- TO DO
Having read the records, set them all down exactly as they appear.

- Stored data
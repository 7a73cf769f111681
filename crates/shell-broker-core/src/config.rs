//! Broker configuration.
//!
//! Loaded from TOML; every section falls back to its defaults. The default
//! path is `~/.config/shell-broker/config.toml`.

use std::{
    collections::HashMap,
    fs,
    net::SocketAddr,
    path::{Path, PathBuf},
    time::Duration,
};

use serde::{Deserialize, Serialize};
use thiserror::Error;

use crate::Geometry;

/// Valid log level values for tracing configuration.
const VALID_LOG_LEVELS: &[&str] = &["trace", "debug", "info", "warn", "error"];

/// Configuration loading and validation errors.
#[derive(Debug, Error)]
pub enum ConfigError {
    #[error("Failed to read config file {path}: {source}")]
    Read {
        path: PathBuf,
        source: std::io::Error,
    },
    #[error("Failed to parse config: {0}")]
    Parse(#[from] toml::de::Error),
    #[error("log_level must be one of: trace, debug, info, warn, error; got {0}")]
    InvalidLogLevel(String),
    #[error("{field} must be greater than 0")]
    Zero { field: &'static str },
    #[error("sweep_interval_secs ({interval}) must not exceed idle_timeout_secs ({timeout})")]
    SweepSlowerThanTimeout { interval: u64, timeout: u64 },
}

/// Top-level broker configuration.
#[derive(Debug, Clone, Serialize, Deserialize, PartialEq, Eq, Default)]
#[serde(default)]
pub struct BrokerConfig {
    pub server: ServerConfig,
    pub session: SessionConfig,
    pub audit: AuditConfig,
    pub auth: AuthConfig,
    pub backend: BackendConfig,
}

/// HTTP listener and logging.
#[derive(Debug, Clone, Serialize, Deserialize, PartialEq, Eq)]
#[serde(default)]
pub struct ServerConfig {
    pub bind: SocketAddr,
    /// Used when `RUST_LOG` is unset.
    pub log_level: String,
}

/// Session lifecycle policy.
#[derive(Debug, Clone, Serialize, Deserialize, PartialEq, Eq)]
#[serde(default)]
pub struct SessionConfig {
    /// Inactivity after which a connected session is torn down.
    pub idle_timeout_secs: u64,
    /// How often the idle sweeper scans the registry.
    pub sweep_interval_secs: u64,
    /// Upper bound on the remote handshake plus shell open.
    pub connect_timeout_secs: u64,
    pub default_cols: u16,
    pub default_rows: u16,
    /// Maximum number of live sessions.
    pub max_sessions: usize,
    /// Reject a second live session for the same authenticated caller.
    pub single_session_per_owner: bool,
    /// `TERM` requested for the remote pty.
    pub term: String,
}

/// What the audit trail records.
#[derive(Debug, Clone, Serialize, Deserialize, PartialEq, Eq)]
#[serde(default)]
pub struct AuditConfig {
    /// Keep sanitized input text, not only its length.
    pub record_input_content: bool,
    /// Characters of input content kept per record.
    pub content_limit: usize,
    pub flag_dangerous_commands: bool,
    /// Records buffered before new ones are dropped.
    pub queue_capacity: usize,
}

/// Caller authentication.
#[derive(Debug, Clone, Serialize, Deserialize, PartialEq, Eq)]
#[serde(default)]
pub struct AuthConfig {
    /// Token value to owner id. Empty disables authentication.
    pub tokens: HashMap<String, String>,
    pub cookie_name: String,
}

/// Remote shell backend selection.
#[derive(Debug, Clone, Copy, Serialize, Deserialize, PartialEq, Eq, Default)]
#[serde(rename_all = "snake_case")]
pub enum BackendKind {
    /// In-process echo shell for demos and local development.
    #[default]
    Simulated,
    /// SSH via russh (requires the `russh` feature).
    Russh,
}

#[derive(Debug, Clone, Serialize, Deserialize, PartialEq, Eq, Default)]
#[serde(default)]
pub struct BackendConfig {
    pub kind: BackendKind,
}

impl Default for ServerConfig {
    fn default() -> Self {
        Self {
            bind: SocketAddr::from(([127, 0, 0, 1], 3000)),
            log_level: "info".to_string(),
        }
    }
}

impl Default for SessionConfig {
    fn default() -> Self {
        Self {
            idle_timeout_secs: 30 * 60,
            sweep_interval_secs: 60,
            connect_timeout_secs: 10,
            default_cols: 80,
            default_rows: 24,
            max_sessions: 100,
            single_session_per_owner: false,
            term: "xterm-256color".to_string(),
        }
    }
}

impl SessionConfig {
    #[must_use]
    pub const fn idle_timeout(&self) -> Duration {
        Duration::from_secs(self.idle_timeout_secs)
    }

    #[must_use]
    pub const fn sweep_interval(&self) -> Duration {
        Duration::from_secs(self.sweep_interval_secs)
    }

    #[must_use]
    pub const fn connect_timeout(&self) -> Duration {
        Duration::from_secs(self.connect_timeout_secs)
    }

    /// Initial pty size when the connect request carries none.
    #[must_use]
    pub fn default_geometry(&self) -> Geometry {
        Geometry::new(self.default_cols, self.default_rows).unwrap_or_default()
    }
}

impl Default for AuditConfig {
    fn default() -> Self {
        Self {
            record_input_content: false,
            content_limit: 100,
            flag_dangerous_commands: true,
            queue_capacity: 1024,
        }
    }
}

impl Default for AuthConfig {
    fn default() -> Self {
        Self {
            tokens: HashMap::new(),
            cookie_name: "broker_session".to_string(),
        }
    }
}

impl BrokerConfig {
    /// Default config file location.
    #[must_use]
    pub fn default_path() -> Option<PathBuf> {
        dirs::config_dir().map(|d| d.join("shell-broker").join("config.toml"))
    }

    /// Load and validate a config file. A missing file yields the defaults.
    ///
    /// # Errors
    /// Returns error if the file cannot be read, parsed or validated.
    pub fn load(path: &Path) -> Result<Self, ConfigError> {
        if !path.exists() {
            tracing::debug!(path = %path.display(), "Config file not found, using defaults");
            return Ok(Self::default());
        }
        let contents = fs::read_to_string(path).map_err(|source| ConfigError::Read {
            path: path.to_path_buf(),
            source,
        })?;
        Self::from_toml_str(&contents)
    }

    /// Parse and validate TOML text.
    ///
    /// # Errors
    /// Returns error if the text is not valid TOML or fails validation.
    pub fn from_toml_str(contents: &str) -> Result<Self, ConfigError> {
        let config: Self = toml::from_str(contents)?;
        config.validate()?;
        Ok(config)
    }

    /// # Errors
    /// Returns the first invalid setting.
    pub fn validate(&self) -> Result<(), ConfigError> {
        if !VALID_LOG_LEVELS.contains(&self.server.log_level.as_str()) {
            return Err(ConfigError::InvalidLogLevel(self.server.log_level.clone()));
        }

        let session = &self.session;
        for (field, value) in [
            ("idle_timeout_secs", session.idle_timeout_secs),
            ("sweep_interval_secs", session.sweep_interval_secs),
            ("connect_timeout_secs", session.connect_timeout_secs),
            ("default_cols", u64::from(session.default_cols)),
            ("default_rows", u64::from(session.default_rows)),
            ("max_sessions", session.max_sessions as u64),
            ("queue_capacity", self.audit.queue_capacity as u64),
        ] {
            if value == 0 {
                return Err(ConfigError::Zero { field });
            }
        }

        if session.sweep_interval_secs > session.idle_timeout_secs {
            return Err(ConfigError::SweepSlowerThanTimeout {
                interval: session.sweep_interval_secs,
                timeout: session.idle_timeout_secs,
            });
        }

        Ok(())
    }

    /// Whether callers must present a token.
    #[must_use]
    pub fn auth_enabled(&self) -> bool {
        !self.auth.tokens.is_empty()
    }
}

- OUTPUT OF THE EXERCISE
repository 7a73cf769f111681
filename crates/shell-broker-core/src/config.rs
//! Broker configuration.
//!
//! Loaded from TOML; every section falls back to its defaults. The default
//! path is `~/.config/shell-broker/config.toml`.

use std::{
    collections::HashMap,
    fs,
    net::SocketAddr,
    path::{Path, PathBuf},
    time::Duration,
};

use serde::{Deserialize, Serialize};
use thiserror::Error;

use crate::Geometry;

/// Valid log level values for tracing configuration.
const VALID_LOG_LEVELS: &[&str] = &["trace", "debug", "info", "warn", "error"];

/// Configuration loading and validation errors.
#[derive(Debug, Error)]
pub enum ConfigError {
    #[error("Failed to read config file {path}: {source}")]
    Read {
        path: PathBuf,
        source: std::io::Error,
    },
    #[error("Failed to parse config: {0}")]
    Parse(#[from] toml::de::Error),
    #[error("log_level must be one of: trace, debug, info, warn, error; got {0}")]
    InvalidLogLevel(String),
    #[error("{field} must be greater than 0")]
    Zero { field: &'static str },
    #[error("sweep_interval_secs ({interval}) must not exceed idle_timeout_secs ({timeout})")]
    SweepSlowerThanTimeout { interval: u64, timeout: u64 },
}

/// Top-level broker configuration.
#[derive(Debug, Clone, Serialize, Deserialize, PartialEq, Eq, Default)]
#[serde(default)]
pub struct BrokerConfig {
    pub server: ServerConfig,
    pub session: SessionConfig,
    pub audit: AuditConfig,
    pub auth: AuthConfig,
    pub backend: BackendConfig,
}

/// HTTP listener and logging.
#[derive(Debug, Clone, Serialize, Deserialize, PartialEq, Eq)]
#[serde(default)]
pub struct ServerConfig {
    pub bind: SocketAddr,
    /// Used when `RUST_LOG` is unset.
    pub log_level: String,
}

/// Session lifecycle policy.
#[derive(Debug, Clone, Serialize, Deserialize, PartialEq, Eq)]
#[serde(default)]
pub struct SessionConfig {
    /// Inactivity after which a connected session is torn down.
    pub idle_timeout_secs: u64,
    /// How often the idle sweeper scans the registry.
    pub sweep_interval_secs: u64,
    /// Upper bound on the remote handshake plus shell open.
    pub connect_timeout_secs: u64,
    pub default_cols: u16,
    pub default_rows: u16,
    /// Maximum number of live sessions.
    pub max_sessions: usize,
    /// Reject a second live session for the same authenticated caller.
    pub single_session_per_owner: bool,
    /// `TERM` requested for the remote pty.
    pub term: String,
}

/// What the audit trail records.
#[derive(Debug, Clone, Serialize, Deserialize, PartialEq, Eq)]
#[serde(default)]
pub struct AuditConfig {
    /// Keep sanitized input text, not only its length.
    pub record_input_content: bool,
    /// Characters of input content kept per record.
    pub content_limit: usize,
    pub flag_dangerous_commands: bool,
    /// Records buffered before new ones are dropped.
    pub queue_capacity: usize,
}

/// Caller authentication.
#[derive(Debug, Clone, Serialize, Deserialize, PartialEq, Eq)]
#[serde(default)]
pub struct AuthConfig {
    /// Token value to owner id. Empty disables authentication.
    pub tokens: HashMap<String, String>,
    pub cookie_name: String,
}

/// Remote shell backend selection.
#[derive(Debug, Clone, Copy, Serialize, Deserialize, PartialEq, Eq, Default)]
#[serde(rename_all = "snake_case")]
pub enum BackendKind {
    /// In-process echo shell for demos and local development.
    #[default]
    Simulated,
    /// SSH via russh (requires the `russh` feature).
    Russh,
}

#[derive(Debug, Clone, Serialize, Deserialize, PartialEq, Eq, Default)]
#[serde(default)]
pub struct BackendConfig {
    pub kind: BackendKind,
}

impl Default for ServerConfig {
    fn default() -> Self {
        Self {
            bind: SocketAddr::from(([127, 0, 0, 1], 3000)),
            log_level: "info".to_string(),
        }
    }
}

impl Default for SessionConfig {
    fn default() -> Self {
        Self {
            idle_timeout_secs: 30 * 60,
            sweep_interval_secs: 60,
            connect_timeout_secs: 10,
            default_cols: 80,
            default_rows: 24,
            max_sessions: 100,
            single_session_per_owner: false,
            term: "xterm-256color".to_string(),
        }
    }
}

impl SessionConfig {
    #[must_use]
    pub const fn idle_timeout(&self) -> Duration {
        Duration::from_secs(self.idle_timeout_secs)
    }

    #[must_use]
    pub const fn sweep_interval(&self) -> Duration {
        Duration::from_secs(self.sweep_interval_secs)
    }

    #[must_use]
    pub const fn connect_timeout(&self) -> Duration {
        Duration::from_secs(self.connect_timeout_secs)
    }

    /// Initial pty size when the connect request carries none.
    #[must_use]
    pub fn default_geometry(&self) -> Geometry {
        Geometry::new(self.default_cols, self.default_rows).unwrap_or_default()
    }
}

impl Default for AuditConfig {
    fn default() -> Self {
        Self {
            record_input_content: false,
            content_limit: 100,
            flag_dangerous_commands: true,
            queue_capacity: 1024,
        }
    }
}

impl Default for AuthConfig {
    fn default() -> Self {
        Self {
            tokens: HashMap::new(),
            cookie_name: "broker_session".to_string(),
        }
    }
}

impl BrokerConfig {
    /// Default config file location.
    #[must_use]
    pub fn default_path() -> Option<PathBuf> {
        dirs::config_dir().map(|d| d.join("shell-broker").join("config.toml"))
    }

    /// Load and validate a config file. A missing file yields the defaults.
    ///
    /// # Errors
    /// Returns error if the file cannot be read, parsed or validated.
    pub fn load(path: &Path) -> Result<Self, ConfigError> {
        if !path.exists() {
            tracing::debug!(path = %path.display(), "Config file not found, using defaults");
            return Ok(Self::default());
        }
        let contents = fs::read_to_string(path).map_err(|source| ConfigError::Read {
            path: path.to_path_buf(),
            source,
        })?;
        Self::from_toml_str(&contents)
    }

    /// Parse and validate TOML text.
    ///
    /// # Errors
    /// Returns error if the text is not valid TOML or fails validation.
    pub fn from_toml_str(contents: &str) -> Result<Self, ConfigError> {
        let config: Self = toml::from_str(contents)?;
        config.validate()?;
        Ok(config)
    }

    /// # Errors
    /// Returns the first invalid setting.
    pub fn validate(&self) -> Result<(), ConfigError> {
        if !VALID_LOG_LEVELS.contains(&self.server.log_level.as_str()) {
            return Err(ConfigError::InvalidLogLevel(self.server.log_level.clone()));
        }

        let session = &self.session;
        for (field, value) in [
            ("idle_timeout_secs", session.idle_timeout_secs),
            ("sweep_interval_secs", session.sweep_interval_secs),
            ("connect_timeout_secs", session.connect_timeout_secs),
            ("default_cols", u64::from(session.default_cols)),
            ("default_rows", u64::from(session.default_rows)),
            ("max_sessions", session.max_sessions as u64),
            ("queue_capacity", self.audit.queue_capacity as u64),
        ] {
            if value == 0 {
                return Err(ConfigError::Zero { field });
            }
        }

        if session.sweep_interval_secs > session.idle_timeout_secs {
            return Err(ConfigError::SweepSlowerThanTimeout {
                interval: session.sweep_interval_secs,
                timeout: session.idle_timeout_secs,
            });
        }

        Ok(())
    }

    /// Whether callers must present a token.
    #[must_use]
    pub fn auth_enabled(&self) -> bool {
        !self.auth.tokens.is_empty()
    }
}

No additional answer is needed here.